L’accesso ai locali dello studio professionale utilizzato anche come abitazione richiede sempre l’autorizzazione del Pubblico Ministero ai sensi dell’art. 52 del d.P.R. n. 633/1972?
Sul tema torna la Cassazione con l’ordinanza n. 28338 del 25 ottobre 2025.
Il caso nasce dal ricorso di un contribuente, titolare di studio tecnico di infortunistica stradale, che aveva contestato la legittimità dell’accesso effettuato dalla Guardia di Finanza nei locali del proprio studio, parzialmente adibiti ad abitazione.
Secondo la difesa, l’accesso era nullo in quanto privo dell’autorizzazione del Procuratore della Repubblica.
L’art. 52, commi 1 e 2, del d.P.R. n. 633/1972 stabilisce che l’accesso in luoghi di privata dimora richiede un’autorizzazione del Pubblico Ministero, a tutela della sfera personale del contribuente.
Tuttavia, la giurisprudenza di legittimità distingue i casi in cui i locali siano:
esclusivamente abitativi, in cui l’autorizzazione è sempre necessaria;
promiscui (abitazione e studio), in cui occorre verificare se vi sia una comunicazione diretta e agevole tra la parte privata e quella professionale (Cass. nn. 26196/2022, 15654/2023).
La Corte ha ritenuto legittimo l’accesso, precisando che lo studio ad uso promiscuo non è automaticamente equiparabile a un’abitazione. L’autorizzazione del PM serve solo se i locali destinati al lavoro sono strutturalmente e funzionalmente connessi agli spazi della vita privata, così da compromettere la riservatezza domestica.
Nel caso concreto, la zona destinata all’attività professionale era autonoma e priva di accessi interni all’abitazione, escludendo quindi la necessità di autorizzazione.

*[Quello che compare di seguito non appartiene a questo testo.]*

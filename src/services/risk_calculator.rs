use serde::{Deserialize, Serialize};
use std::sync::Arc;
use tracing::{info, warn};

use crate::config::{ModelSettings, ReferenceData, Settings};
use crate::models::{
    Horizon, InterventionSelection, PatientProfile, RiskOutcome, RiskReduction, RiskResult,
    TherapySelection,
};
use crate::risk::{
    AdjustmentInputs, BaselineRiskModel, HorizonConverter, HorizonRisk, InterventionAdjuster,
    LdlProjector, RiskError, SmartRiskModel, LIFETIME_REFERENCE_AGE,
};
use crate::utils::math::round_to;
use crate::validation::InputValidator;

/// Everything a caller supplies for one calculation
#[derive(Debug, Clone, PartialEq, Serialize, Deserialize)]
pub struct RiskCalculationRequest {
    pub profile: PatientProfile,
    #[serde(default)]
    pub therapies: TherapySelection,
    #[serde(default)]
    pub interventions: InterventionSelection,
    /// Systolic target, mmHg
    pub sbp_target: f64,
    #[serde(default)]
    pub horizon: Horizon,
}

/// Runs validation and the full pipeline against shared read-only tables
#[derive(Clone)]
pub struct RiskCalculator {
    model: Arc<dyn BaselineRiskModel>,
    reference: Arc<ReferenceData>,
    settings: ModelSettings,
    validator: InputValidator,
}

impl RiskCalculator {
    pub fn new(reference: Arc<ReferenceData>, settings: ModelSettings) -> Self {
        Self {
            model: Arc::new(SmartRiskModel::new()),
            reference,
            settings,
            validator: InputValidator::new(),
        }
    }

    /// Model switches and input ranges taken from loaded settings
    pub fn from_settings(reference: Arc<ReferenceData>, settings: &Settings) -> Self {
        Self::new(reference, settings.model.clone())
            .with_validator(InputValidator::with_rules(settings.validation.clone()))
    }

    /// Calculator over the built-in tables and default model settings
    pub fn with_defaults() -> Result<Self, RiskError> {
        let reference = ReferenceData::builtin().map_err(|e| RiskError::ConfigurationError {
            message: e.to_string(),
        })?;
        Ok(Self::new(Arc::new(reference), ModelSettings::default()))
    }

    pub fn with_model(mut self, model: Arc<dyn BaselineRiskModel>) -> Self {
        self.model = model;
        self
    }

    pub fn with_validator(mut self, validator: InputValidator) -> Self {
        self.validator = validator;
        self
    }

    pub fn reference_data(&self) -> &ReferenceData {
        &self.reference
    }

    pub fn settings(&self) -> &ModelSettings {
        &self.settings
    }

    pub fn model(&self) -> &dyn BaselineRiskModel {
        self.model.as_ref()
    }

    pub fn calculate(&self, request: &RiskCalculationRequest) -> Result<RiskResult, RiskError> {
        self.compute_risk_reduction(
            &request.profile,
            &request.therapies,
            &request.interventions,
            request.sbp_target,
            request.horizon,
        )
    }

    pub fn compute_risk_reduction(
        &self,
        profile: &PatientProfile,
        therapies: &TherapySelection,
        interventions: &InterventionSelection,
        sbp_target: f64,
        horizon: Horizon,
    ) -> Result<RiskResult, RiskError> {
        if let Err(errors) = self.validator.validate_request(
            profile,
            therapies,
            interventions,
            sbp_target,
            &self.reference,
        ) {
            warn!(violations = errors.len(), "Rejected risk calculation request: {}", errors);
            return Err(errors.into());
        }

        info!(
            horizon = %horizon,
            model = self.model.model_name(),
            therapies = therapies.all().count(),
            interventions = interventions.names.len(),
            "Calculating risk reduction"
        );

        let risk10 = self.model.estimate_10y_risk(profile)?;

        let ldl = LdlProjector::from_settings(&self.reference, &self.settings).project_ldl(
            profile.baseline_ldl,
            &therapies.pre_existing,
            &therapies.add_on,
        )?;

        let converter = HorizonConverter::from_settings(&self.settings);
        let (outcome, adjustments) = match converter.baseline_for_horizon(horizon, profile.age, risk10) {
            HorizonRisk::Estimated(baseline_risk) => {
                let adjustment = InterventionAdjuster::new(&self.reference).adjust(&AdjustmentInputs {
                    baseline_risk,
                    interventions,
                    horizon,
                    ldl_before: profile.baseline_ldl,
                    ldl_after: ldl.projected,
                    sbp_current: profile.systolic_bp,
                    sbp_target,
                    hba1c: profile.hba1c,
                })?;

                let outcome = RiskOutcome::Estimated(RiskReduction {
                    baseline_risk,
                    post_intervention_risk: adjustment.final_risk,
                    absolute_risk_reduction: adjustment.absolute_risk_reduction,
                    relative_risk_reduction: adjustment.relative_risk_reduction,
                });
                (outcome, adjustment.steps)
            }
            HorizonRisk::NotApplicable => {
                let outcome = RiskOutcome::NotApplicable {
                    reason: format!(
                        "lifetime risk is only estimated below age {}",
                        LIFETIME_REFERENCE_AGE
                    ),
                };
                (outcome, Vec::new())
            }
        };

        Ok(RiskResult {
            horizon,
            outcome,
            projected_ldl: round_to(ldl.projected, 2),
            ldl_on_existing_therapy: round_to(ldl.after_existing, 2),
            adjustments,
            model: self.model.model_name().to_string(),
            reference_data_version: self.reference.version.clone(),
        })
    }
}

/// One-shot calculation with the built-in tables and default settings
pub fn compute_risk_reduction(
    profile: &PatientProfile,
    therapies: &TherapySelection,
    interventions: &InterventionSelection,
    sbp_target: f64,
    horizon: Horizon,
) -> Result<RiskResult, RiskError> {
    RiskCalculator::with_defaults()?.compute_risk_reduction(
        profile,
        therapies,
        interventions,
        sbp_target,
        horizon,
    )
}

L’accesso fiscale nello studio professionale non richiede l’autorizzazione del PM se gli ambienti sono separati da quelli abitativi e utilizzati in modo prevalente per l’attività lavorativa. Solo in presenza di collegamenti diretti con la parte domestica si estende la tutela della privata dimora.
In sintesi, la Corte riafferma un equilibrio tra diritto alla riservatezza e poteri di indagine fiscale, evitando che la privacy diventi un ostacolo improprio all’attività ispettiva.